*** GIVEN INFORMATION ***

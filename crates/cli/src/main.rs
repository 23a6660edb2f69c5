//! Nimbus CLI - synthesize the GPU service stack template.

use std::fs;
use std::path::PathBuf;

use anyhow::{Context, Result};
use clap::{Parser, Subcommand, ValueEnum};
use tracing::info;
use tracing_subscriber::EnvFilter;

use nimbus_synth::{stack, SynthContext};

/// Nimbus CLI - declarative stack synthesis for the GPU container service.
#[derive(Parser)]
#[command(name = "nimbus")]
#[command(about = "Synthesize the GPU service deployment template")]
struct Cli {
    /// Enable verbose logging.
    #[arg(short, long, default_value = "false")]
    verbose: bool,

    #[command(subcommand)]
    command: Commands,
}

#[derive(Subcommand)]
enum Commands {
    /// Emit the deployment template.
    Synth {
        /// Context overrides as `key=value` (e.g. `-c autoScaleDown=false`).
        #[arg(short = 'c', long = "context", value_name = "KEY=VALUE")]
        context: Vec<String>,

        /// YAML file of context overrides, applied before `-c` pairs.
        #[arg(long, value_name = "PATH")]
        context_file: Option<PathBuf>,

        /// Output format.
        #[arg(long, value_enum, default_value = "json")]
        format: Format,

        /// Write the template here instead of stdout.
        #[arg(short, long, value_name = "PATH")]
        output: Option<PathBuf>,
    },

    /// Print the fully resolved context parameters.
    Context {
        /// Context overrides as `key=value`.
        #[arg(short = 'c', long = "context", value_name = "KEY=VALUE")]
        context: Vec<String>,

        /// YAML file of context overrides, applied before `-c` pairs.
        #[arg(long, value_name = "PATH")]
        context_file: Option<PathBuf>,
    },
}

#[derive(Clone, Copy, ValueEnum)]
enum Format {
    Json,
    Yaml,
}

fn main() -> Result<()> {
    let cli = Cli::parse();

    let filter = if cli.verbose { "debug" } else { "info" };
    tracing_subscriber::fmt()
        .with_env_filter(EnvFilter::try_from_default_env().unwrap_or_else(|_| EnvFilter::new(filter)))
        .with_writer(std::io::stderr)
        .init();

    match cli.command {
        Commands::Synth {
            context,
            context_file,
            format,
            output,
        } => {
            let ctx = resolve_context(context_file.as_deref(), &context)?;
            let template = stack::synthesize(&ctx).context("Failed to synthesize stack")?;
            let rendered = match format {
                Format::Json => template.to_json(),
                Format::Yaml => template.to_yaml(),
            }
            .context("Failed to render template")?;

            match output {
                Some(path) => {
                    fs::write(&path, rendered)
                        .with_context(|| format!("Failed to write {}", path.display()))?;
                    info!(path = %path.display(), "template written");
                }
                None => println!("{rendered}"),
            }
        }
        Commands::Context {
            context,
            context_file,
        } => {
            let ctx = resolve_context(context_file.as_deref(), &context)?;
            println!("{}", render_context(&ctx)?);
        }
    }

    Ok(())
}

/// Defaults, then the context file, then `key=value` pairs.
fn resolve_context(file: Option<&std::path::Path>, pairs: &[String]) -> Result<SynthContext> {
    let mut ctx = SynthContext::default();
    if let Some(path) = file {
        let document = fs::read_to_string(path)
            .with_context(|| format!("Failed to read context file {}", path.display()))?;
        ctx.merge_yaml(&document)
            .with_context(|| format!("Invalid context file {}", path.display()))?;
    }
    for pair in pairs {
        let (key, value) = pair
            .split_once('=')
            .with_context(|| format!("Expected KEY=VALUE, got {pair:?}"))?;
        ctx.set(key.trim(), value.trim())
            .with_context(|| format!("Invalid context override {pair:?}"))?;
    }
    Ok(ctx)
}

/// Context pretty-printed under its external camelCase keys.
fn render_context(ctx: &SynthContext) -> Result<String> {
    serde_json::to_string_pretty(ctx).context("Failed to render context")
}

*** End of GIVEN INFORMATION ***
*** GIVEN INFORMATION ***

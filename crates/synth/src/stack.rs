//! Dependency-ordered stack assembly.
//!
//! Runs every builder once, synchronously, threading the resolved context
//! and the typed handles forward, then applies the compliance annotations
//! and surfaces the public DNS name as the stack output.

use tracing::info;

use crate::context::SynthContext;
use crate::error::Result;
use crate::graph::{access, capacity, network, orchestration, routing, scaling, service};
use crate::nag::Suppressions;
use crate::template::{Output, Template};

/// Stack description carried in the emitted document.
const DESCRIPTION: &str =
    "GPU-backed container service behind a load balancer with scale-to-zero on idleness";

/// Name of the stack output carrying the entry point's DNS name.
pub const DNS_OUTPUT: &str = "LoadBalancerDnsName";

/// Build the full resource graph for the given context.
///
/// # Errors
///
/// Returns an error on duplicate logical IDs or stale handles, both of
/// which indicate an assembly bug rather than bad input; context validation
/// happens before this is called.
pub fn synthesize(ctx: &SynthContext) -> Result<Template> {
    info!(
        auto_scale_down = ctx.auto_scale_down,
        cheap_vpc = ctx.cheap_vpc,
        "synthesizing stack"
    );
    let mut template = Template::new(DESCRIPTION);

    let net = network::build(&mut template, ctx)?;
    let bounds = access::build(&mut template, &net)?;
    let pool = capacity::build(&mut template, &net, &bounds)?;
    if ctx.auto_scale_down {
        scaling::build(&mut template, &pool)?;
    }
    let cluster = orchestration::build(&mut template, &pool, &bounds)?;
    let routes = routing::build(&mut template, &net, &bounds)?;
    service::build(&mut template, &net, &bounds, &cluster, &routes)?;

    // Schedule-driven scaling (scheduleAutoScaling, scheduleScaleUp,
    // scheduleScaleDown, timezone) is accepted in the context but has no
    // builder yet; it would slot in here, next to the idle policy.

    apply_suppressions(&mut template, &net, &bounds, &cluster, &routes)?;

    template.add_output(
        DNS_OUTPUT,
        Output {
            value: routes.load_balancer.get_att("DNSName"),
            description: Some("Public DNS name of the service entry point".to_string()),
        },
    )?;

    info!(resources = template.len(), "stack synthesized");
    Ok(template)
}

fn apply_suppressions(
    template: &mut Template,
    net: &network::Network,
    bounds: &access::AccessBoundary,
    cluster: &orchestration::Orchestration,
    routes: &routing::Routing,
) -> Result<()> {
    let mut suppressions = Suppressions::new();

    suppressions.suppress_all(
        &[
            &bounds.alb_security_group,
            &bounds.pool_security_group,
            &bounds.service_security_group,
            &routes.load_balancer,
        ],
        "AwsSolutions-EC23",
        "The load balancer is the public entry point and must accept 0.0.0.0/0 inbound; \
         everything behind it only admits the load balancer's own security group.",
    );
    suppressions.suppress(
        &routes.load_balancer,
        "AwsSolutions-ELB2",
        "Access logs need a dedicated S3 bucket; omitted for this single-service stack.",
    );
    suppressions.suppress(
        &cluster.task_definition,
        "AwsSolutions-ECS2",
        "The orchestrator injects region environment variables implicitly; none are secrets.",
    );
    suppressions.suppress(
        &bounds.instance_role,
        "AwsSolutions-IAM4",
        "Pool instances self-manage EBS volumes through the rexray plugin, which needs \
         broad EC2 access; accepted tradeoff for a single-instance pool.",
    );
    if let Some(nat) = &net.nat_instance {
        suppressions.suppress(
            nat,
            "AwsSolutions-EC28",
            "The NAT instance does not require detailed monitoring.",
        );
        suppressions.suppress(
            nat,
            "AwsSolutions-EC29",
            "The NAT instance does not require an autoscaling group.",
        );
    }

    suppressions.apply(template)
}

*** End of GIVEN INFORMATION ***

Only lines holding the string "single" are wanted; gather each one from the entries above.

        "Access logs need a dedicated S3 bucket; omitted for this single-service stack.",
         broad EC2 access; accepted tradeoff for a single-instance pool.",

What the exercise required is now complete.